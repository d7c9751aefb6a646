//! Usage and failure bookkeeping
//!
//! Records the result of every provider call against the credential that
//! made it. Recording never fails the caller: storage errors are logged and
//! swallowed.

use std::sync::Arc;

use chrono::Utc;
use tracing::{debug, error, info, warn};

use super::policy::{is_quota_error, HealthPolicy};
use super::store::{CredentialStore, StoreResult};
use crate::routes::metrics;

/// Applies usage and failure outcomes to the credential store
pub struct HealthRecorder {
    store: Arc<dyn CredentialStore>,
    policy: Arc<HealthPolicy>,
}

impl HealthRecorder {
    pub fn new(store: Arc<dyn CredentialStore>, policy: Arc<HealthPolicy>) -> Self {
        Self { store, policy }
    }

    /// Record a successful call.
    ///
    /// Resets consecutive failures and revives a cooling-down credential.
    pub async fn record_success(&self, credential_id: &str, note: Option<&str>) {
        match self.store.apply_success(credential_id, Utc::now()).await {
            Ok(()) => debug!(
                credential_id = %credential_id,
                note = note.unwrap_or(""),
                "Recorded credential success"
            ),
            Err(e) => error!(
                credential_id = %credential_id,
                error = %e,
                "Failed to record credential success"
            ),
        }
    }

    /// Record a failed call, entering cooldown once the threshold is reached.
    pub async fn record_failure(&self, credential_id: &str, reason: &str) {
        let now = Utc::now();
        let quota = is_quota_error(None, reason);

        let counters = match self.store.apply_failure(credential_id, reason, now).await {
            Ok(counters) => counters,
            Err(e) => {
                error!(
                    credential_id = %credential_id,
                    error = %e,
                    "Failed to record credential failure"
                );
                return;
            }
        };

        debug!(
            credential_id = %credential_id,
            consecutive_failures = counters.consecutive_failures,
            total_failures = counters.total_failures,
            quota,
            reason = %reason,
            "Recorded credential failure"
        );

        if !self.policy.should_cool_down(counters.consecutive_failures) {
            return;
        }

        let cooldown = self.policy.cooldown_duration(counters.consecutive_failures);
        let until = self.policy.cooldown_until(counters.consecutive_failures, now);
        match self
            .store
            .enter_cooldown(credential_id, until, counters.consecutive_failures)
            .await
        {
            Ok(true) => {
                warn!(
                    credential_id = %credential_id,
                    consecutive_failures = counters.consecutive_failures,
                    cooldown_secs = cooldown.as_secs(),
                    quota,
                    "Credential entering cooldown"
                );
                metrics::record_cooldown();
            }
            Ok(false) => debug!(
                credential_id = %credential_id,
                "Credential changed since the failure was recorded, cooldown not applied"
            ),
            Err(e) => error!(
                credential_id = %credential_id,
                error = %e,
                "Failed to put credential into cooldown"
            ),
        }
    }

    /// Permanently disable a credential.
    ///
    /// `Ok(false)` means another caller disabled it first; only `Err` means
    /// the store could not be updated.
    pub async fn disable(&self, credential_id: &str, reason: &str) -> StoreResult<bool> {
        let result = self.store.disable(credential_id, reason).await;
        match &result {
            Ok(true) => info!(
                credential_id = %credential_id,
                reason = %reason,
                "Credential disabled"
            ),
            Ok(false) => debug!(credential_id = %credential_id, "Credential already disabled"),
            Err(e) => error!(
                credential_id = %credential_id,
                error = %e,
                "Failed to disable credential"
            ),
        }
        result
    }
}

### TASK PROMPT
Exactly as given, repeat every record above.

### YOUR RESPONSE
repository d7c9751aefb6a646
//! Usage and failure bookkeeping
//!
//! Records the result of every provider call against the credential that
//! made it. Recording never fails the caller: storage errors are logged and
//! swallowed.

use std::sync::Arc;

use chrono::Utc;
use tracing::{debug, error, info, warn};

use super::policy::{is_quota_error, HealthPolicy};
use super::store::{CredentialStore, StoreResult};
use crate::routes::metrics;

/// Applies usage and failure outcomes to the credential store
pub struct HealthRecorder {
    store: Arc<dyn CredentialStore>,
    policy: Arc<HealthPolicy>,
}

impl HealthRecorder {
    pub fn new(store: Arc<dyn CredentialStore>, policy: Arc<HealthPolicy>) -> Self {
        Self { store, policy }
    }

    /// Record a successful call.
    ///
    /// Resets consecutive failures and revives a cooling-down credential.
    pub async fn record_success(&self, credential_id: &str, note: Option<&str>) {
        match self.store.apply_success(credential_id, Utc::now()).await {
            Ok(()) => debug!(
                credential_id = %credential_id,
                note = note.unwrap_or(""),
                "Recorded credential success"
            ),
            Err(e) => error!(
                credential_id = %credential_id,
                error = %e,
                "Failed to record credential success"
            ),
        }
    }

    /// Record a failed call, entering cooldown once the threshold is reached.
    pub async fn record_failure(&self, credential_id: &str, reason: &str) {
        let now = Utc::now();
        let quota = is_quota_error(None, reason);

        let counters = match self.store.apply_failure(credential_id, reason, now).await {
            Ok(counters) => counters,
            Err(e) => {
                error!(
                    credential_id = %credential_id,
                    error = %e,
                    "Failed to record credential failure"
                );
                return;
            }
        };

        debug!(
            credential_id = %credential_id,
            consecutive_failures = counters.consecutive_failures,
            total_failures = counters.total_failures,
            quota,
            reason = %reason,
            "Recorded credential failure"
        );

        if !self.policy.should_cool_down(counters.consecutive_failures) {
            return;
        }

        let cooldown = self.policy.cooldown_duration(counters.consecutive_failures);
        let until = self.policy.cooldown_until(counters.consecutive_failures, now);
        match self
            .store
            .enter_cooldown(credential_id, until, counters.consecutive_failures)
            .await
        {
            Ok(true) => {
                warn!(
                    credential_id = %credential_id,
                    consecutive_failures = counters.consecutive_failures,
                    cooldown_secs = cooldown.as_secs(),
                    quota,
                    "Credential entering cooldown"
                );
                metrics::record_cooldown();
            }
            Ok(false) => debug!(
                credential_id = %credential_id,
                "Credential changed since the failure was recorded, cooldown not applied"
            ),
            Err(e) => error!(
                credential_id = %credential_id,
                error = %e,
                "Failed to put credential into cooldown"
            ),
        }
    }

    /// Permanently disable a credential.
    ///
    /// `Ok(false)` means another caller disabled it first; only `Err` means
    /// the store could not be updated.
    pub async fn disable(&self, credential_id: &str, reason: &str) -> StoreResult<bool> {
        let result = self.store.disable(credential_id, reason).await;
        match &result {
            Ok(true) => info!(
                credential_id = %credential_id,
                reason = %reason,
                "Credential disabled"
            ),
            Ok(false) => debug!(credential_id = %credential_id, "Credential already disabled"),
            Err(e) => error!(
                credential_id = %credential_id,
                error = %e,
                "Failed to disable credential"
            ),
        }
        result
    }
}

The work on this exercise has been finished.